::: Information given :::
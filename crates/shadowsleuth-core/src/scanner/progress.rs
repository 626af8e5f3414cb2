/// Progress reporting: lightweight messages sent from the worker thread
/// to the frontend via a crossbeam channel.
///
/// Messages carry counters and names only. Reports are written by the
/// worker; the frontend never touches them.
use std::path::PathBuf;
use std::time::Duration;

/// How a snapshot's contribution to a report is filtered.
#[derive(Debug, Clone, Copy, PartialEq, Eq)]
pub enum PassKind {
    /// Every file (full mode and baseline).
    Full,
    /// Only files created after the baseline.
    Delta,
}

#[derive(Debug, Clone)]
pub enum ScanProgress {
    /// A snapshot walk is starting.
    SnapshotStarted {
        snapshot: String,
        report: String,
        kind: PassKind,
    },
    /// Running count of files visited in the current snapshot.
    Update {
        snapshot: String,
        files_visited: u64,
        current_path: PathBuf,
    },
    /// A non-fatal per-file error.
    Error { path: PathBuf, message: String },
    /// A snapshot walk finished or was aborted.
    SnapshotFinished {
        snapshot: String,
        rows_written: u64,
        aborted: bool,
    },
    /// The whole run completed.
    Complete { duration: Duration, error_count: u64 },
}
:::
*Task requirements*:
Search the data for the string "baseline" and copy every line where it appears.

*Completed exercise*:
    /// Every file (full mode and baseline).
    /// Only files created after the baseline.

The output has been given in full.